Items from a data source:
Segment Open

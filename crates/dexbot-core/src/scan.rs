//! The scan use case shared by the CLI and the bot.

use chrono::{DateTime, Utc};

use crate::{ports::PairSource, report::ScanReport, Result};

/// Parameters of one scan.
#[derive(Clone, Debug)]
pub struct ScanRequest {
    pub query: String,
    pub chain_id: String,
    pub limit: usize,
}

#[derive(Clone, Debug, PartialEq)]
pub enum ScanOutcome {
    Report { status: u16, report: ScanReport },
    BadStatus { status: u16 },
}

impl ScanOutcome {
    pub fn is_success(&self) -> bool {
        matches!(self, ScanOutcome::Report { .. })
    }
}

pub async fn run_scan(
    source: &dyn PairSource,
    req: &ScanRequest,
    now: DateTime<Utc>,
) -> Result<ScanOutcome> {
    tracing::debug!(query = %req.query, chain = %req.chain_id, "searching pairs");
    let outcome = source.search_pairs(&req.query).await?;

    let Some(resp) = outcome.response.filter(|_| outcome.status == 200) else {
        tracing::warn!(status = outcome.status, "search returned error status");
        return Ok(ScanOutcome::BadStatus {
            status: outcome.status,
        });
    };

    let report = ScanReport::build(&resp, &req.chain_id, req.limit, now);
    tracing::info!(
        total = report.total_pairs,
        on_chain = report.chain_pairs,
        "scan complete"
    );
    Ok(ScanOutcome::Report {
        status: outcome.status,
        report,
    })
}
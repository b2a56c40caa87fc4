use std::{collections::HashMap, sync::Arc, time::Duration};

use tokio::sync::Mutex;
use tokio::time::{sleep, Instant};

use crate::{
    domain::{ChatId, MessageRef},
    messaging::{
        port::MessagingPort,
        types::{ChatAction, MessagingCapabilities},
    },
    Result,
};

#[derive(Clone, Copy, Debug)]
pub struct ThrottleConfig {
    /// Minimum spacing between *any* outbound calls (global flood control).
    pub global_min_interval: Duration,
    /// Minimum spacing between calls to the same chat (Telegram ~1 msg/sec per chat).
    pub per_chat_min_interval: Duration,
}

impl Default for ThrottleConfig {
    fn default() -> Self {
        Self {
            global_min_interval: Duration::from_millis(40), // ~25/sec
            per_chat_min_interval: Duration::from_millis(1050), // ~0.95/sec
        }
    }
}

#[derive(Debug)]
struct IntervalLimiter {
    interval: Duration,
    next: Instant,
}

impl IntervalLimiter {
    fn new(interval: Duration) -> Self {
        Self {
            interval,
            next: Instant::now(),
        }
    }

    /// Reserve the next slot and return the wait duration required before executing.
    fn reserve(&mut self) -> Duration {
        let now = Instant::now();
        let start = if now >= self.next { now } else { self.next };
        self.next = start + self.interval;
        start.saturating_duration_since(now)
    }
}

/// MessagingPort decorator that spaces outbound calls.
///
/// Watcher alerts fan out to every subscribed chat at once; this keeps the bot
/// under Telegram's flood limits instead of relying on 429 retries alone.
pub struct ThrottledMessenger {
    inner: Arc<dyn MessagingPort>,
    cfg: ThrottleConfig,
    global: Mutex<IntervalLimiter>,
    per_chat: Mutex<HashMap<i64, Arc<Mutex<IntervalLimiter>>>>,
}

impl ThrottledMessenger {
    pub fn new(inner: Arc<dyn MessagingPort>, cfg: ThrottleConfig) -> Self {
        Self {
            inner,
            cfg,
            global: Mutex::new(IntervalLimiter::new(cfg.global_min_interval)),
            per_chat: Mutex::new(HashMap::new()),
        }
    }

    async fn limiter_for_chat(&self, chat_id: i64) -> Arc<Mutex<IntervalLimiter>> {
        let mut map = self.per_chat.lock().await;
        map.entry(chat_id)
            .or_insert_with(|| {
                Arc::new(Mutex::new(IntervalLimiter::new(
                    self.cfg.per_chat_min_interval,
                )))
            })
            .clone()
    }

    async fn throttle_chat(&self, chat_id: i64) {
        let global_wait = { self.global.lock().await.reserve() };
        let chat_wait = {
            let lim = self.limiter_for_chat(chat_id).await;
            let mut guard = lim.lock().await;
            guard.reserve()
        };

        let wait = global_wait.max(chat_wait);
        if !wait.is_zero() {
            sleep(wait).await;
        }
    }
}

#[async_trait::async_trait]
impl MessagingPort for ThrottledMessenger {
    fn capabilities(&self) -> MessagingCapabilities {
        self.inner.capabilities()
    }

    async fn send_html(&self, chat_id: ChatId, html: &str) -> Result<MessageRef> {
        self.throttle_chat(chat_id.0).await;
        self.inner.send_html(chat_id, html).await
    }

    async fn edit_html(&self, msg: MessageRef, html: &str) -> Result<()> {
        self.throttle_chat(msg.chat_id.0).await;
        self.inner.edit_html(msg, html).await
    }

    async fn send_chat_action(&self, chat_id: ChatId, action: ChatAction) -> Result<()> {
        self.throttle_chat(chat_id.0).await;
        self.inner.send_chat_action(chat_id, action).await
    }
}
impl PairWatcher {
    pub fn new(
        source: Arc<dyn PairSource>,
        messenger: Arc<dyn MessagingPort>,
        settings: WatchSettings,
    ) -> Self {
        Self {
            inner: Arc::new(WatcherInner {
                source,
                messenger,
                settings,
                state: Mutex::new(WatcherState::default()),
            }),
        }
    }

    pub fn settings(&self) -> &WatchSettings {
        &self.inner.settings
    }

    /// Returns true if the chat was not subscribed before.
    pub async fn subscribe(&self, chat_id: ChatId) -> bool {
        let added = self.inner.state.lock().await.subscribers.insert(chat_id);
        if added {
            tracing::info!(chat_id = chat_id.0, "chat subscribed to pair alerts");
        }
        added
    }

    /// Returns true if the chat was subscribed.
    pub async fn unsubscribe(&self, chat_id: ChatId) -> bool {
        let removed = self.inner.state.lock().await.subscribers.remove(&chat_id);
        if removed {
            tracing::info!(chat_id = chat_id.0, "chat unsubscribed from pair alerts");
        }
        removed
    }

    pub async fn status(&self, chat_id: ChatId) -> WatchStatus {
        let st = self.inner.state.lock().await;
        WatchStatus {
            subscribed: st.subscribers.contains(&chat_id),
            subscribers: st.subscribers.len(),
            seen_pairs: st.seen.len(),
            running: st.task.as_ref().is_some_and(|h| !h.is_finished()),
            last_poll: st.last_poll,
            last_error: st.last_error.clone(),
        }
    }

    pub async fn status_html(&self, chat_id: ChatId) -> String {
        let s = self.status(chat_id).await;
        let settings = &self.inner.settings;

        let mut lines = vec![
            "👀 <b>Pair watcher</b>".to_string(),
            format!(
                "This chat: {}",
                if s.subscribed { "subscribed" } else { "not subscribed" }
            ),
            format!(
                "Chain: <code>{}</code> · query <code>{}</code>",
                escape_html(&settings.chain_id),
                escape_html(&settings.query)
            ),
            format!("Interval: {}s", settings.interval.as_secs()),
            format!("Subscribers: {}", s.subscribers),
            format!("Pairs seen: {}", s.seen_pairs),
            format!("Running: {}", if s.running { "yes" } else { "no" }),
        ];
        if let Some(t) = s.last_poll {
            lines.push(format!("Last poll: {}", t.format("%Y-%m-%d %H:%M:%S UTC")));
        }
        if let Some(e) = s.last_error {
            lines.push(format!("Last error: <code>{}</code>", escape_html(&e)));
        }
        lines.join("\n")
    }

    /// Spawn the polling loop (restarts it if already running).
    pub async fn start(&self) {
        self.stop().await;

        let cancel = CancellationToken::new();
        let this = self.clone();
        let token = cancel.clone();
        let handle = tokio::spawn(async move { this.run_loop(token).await });

        let mut st = self.inner.state.lock().await;
        st.cancel = Some(cancel);
        st.task = Some(handle);
        tracing::info!(
            interval_secs = self.inner.settings.interval.as_secs(),
            chain = %self.inner.settings.chain_id,
            "pair watcher started"
        );
    }

    pub async fn stop(&self) {
        let (cancel, task) = {
            let mut st = self.inner.state.lock().await;
            (st.cancel.take(), st.task.take())
        };
        if let Some(c) = cancel {
            c.cancel();
        }
        if let Some(h) = task {
            let _ = h.await;
        }
    }

    async fn run_loop(&self, cancel: CancellationToken) {
        let mut tick = tokio::time::interval(self.inner.settings.interval);
        tick.set_missed_tick_behavior(MissedTickBehavior::Skip);

        loop {
            tokio::select! {
                _ = cancel.cancelled() => break,
                _ = tick.tick() => {
                    if let Err(e) = self.poll_once(Utc::now()).await {
                        tracing::warn!(error = %e, "pair watcher poll failed");
                        self.inner.state.lock().await.last_error = Some(e.to_string());
                    }
                }
            }
        }
    }

    /// Run one poll. Returns the number of alerts delivered.
    pub async fn poll_once(&self, now: DateTime<Utc>) -> Result<usize> {
        let settings = &self.inner.settings;

        {
            let mut st = self.inner.state.lock().await;
            if st.subscribers.is_empty() {
                st.seeded = false;
                return Ok(0);
            }
        }

        let outcome = self.inner.source.search_pairs(&settings.query).await?;
        let Some(resp) = outcome.response.filter(|_| outcome.status == 200) else {
            let msg = format!("search returned status {}", outcome.status);
            tracing::warn!(status = outcome.status, "pair watcher got error status");
            self.inner.state.lock().await.last_error = Some(msg);
            return Ok(0);
        };

        let (fresh, subscribers) = {
            let mut st = self.inner.state.lock().await;
            st.last_poll = Some(now);
            st.last_error = None;

            let mut fresh: Vec<PairSummary> = Vec::new();
            for pair in filter_chain(&resp.pairs, &settings.chain_id) {
                let Some(addr) = pair.pair_address.as_deref() else {
                    continue;
                };
                if st.seen.insert(addr) {
                    fresh.push(PairSummary::from_pair(pair, now));
                }
            }

            if !st.seeded {
                st.seeded = true;
                tracing::debug!(seeded = fresh.len(), "pair watcher seeded");
                return Ok(0);
            }
            (fresh, st.subscribers.iter().copied().collect::<Vec<_>>())
        };

        let mut delivered = 0usize;
        for summary in &fresh {
            let html = render_new_pair_html(&settings.chain_id, summary);
            for chat_id in &subscribers {
                match self.inner.messenger.send_html(*chat_id, &html).await {
                    Ok(_) => delivered += 1,
                    Err(e) => {
                        tracing::warn!(chat_id = chat_id.0, error = %e, "pair alert failed")
                    }
                }
            }
        }

        if !fresh.is_empty() {
            tracing::info!(
                new_pairs = fresh.len(),
                delivered,
                chain = %chain_title(&settings.chain_id),
                "pair alerts sent"
            );
        }
        Ok(delivered)
    }
}
//! Cross-messenger abstractions (Telegram today).

pub mod port;
pub mod throttled;
pub mod types;
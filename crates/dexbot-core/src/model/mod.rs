//! Dexscreener wire types.

pub mod pair;

pub use pair::{Liquidity, Pair, SearchResponse, Token, TxnCount, TxnWindows, Windows};
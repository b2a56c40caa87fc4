/// Telegram user id (numeric).
#[derive(Clone, Copy, Debug, PartialEq, Eq, Hash)]
pub struct UserId(pub i64);

/// Telegram chat id (numeric).
#[derive(Clone, Copy, Debug, PartialEq, Eq, Hash, PartialOrd, Ord)]
pub struct ChatId(pub i64);

/// Telegram message id (numeric).
#[derive(Clone, Copy, Debug, PartialEq, Eq, Hash)]
pub struct MessageId(pub i32);

/// A stable reference to a sent message.
#[derive(Clone, Copy, Debug, PartialEq, Eq, Hash)]
pub struct MessageRef {
    pub chat_id: ChatId,
    pub message_id: MessageId,
}
/// Outgoing "chat action" (typing indicator).
#[derive(Clone, Copy, Debug, PartialEq, Eq)]
pub enum ChatAction {
    Typing,
}

/// Capabilities / feature flags of a messenger implementation.
#[derive(Clone, Copy, Debug)]
pub struct MessagingCapabilities {
    pub supports_html: bool,
    pub supports_edit: bool,
    pub supports_chat_actions: bool,
    pub max_message_len: usize,
}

Segment Closed

- Directions -
Working through the records above, copy each line in which "WatchSettings" is found.

- Your solution -
        settings: WatchSettings,
    pub fn settings(&self) -> &WatchSettings {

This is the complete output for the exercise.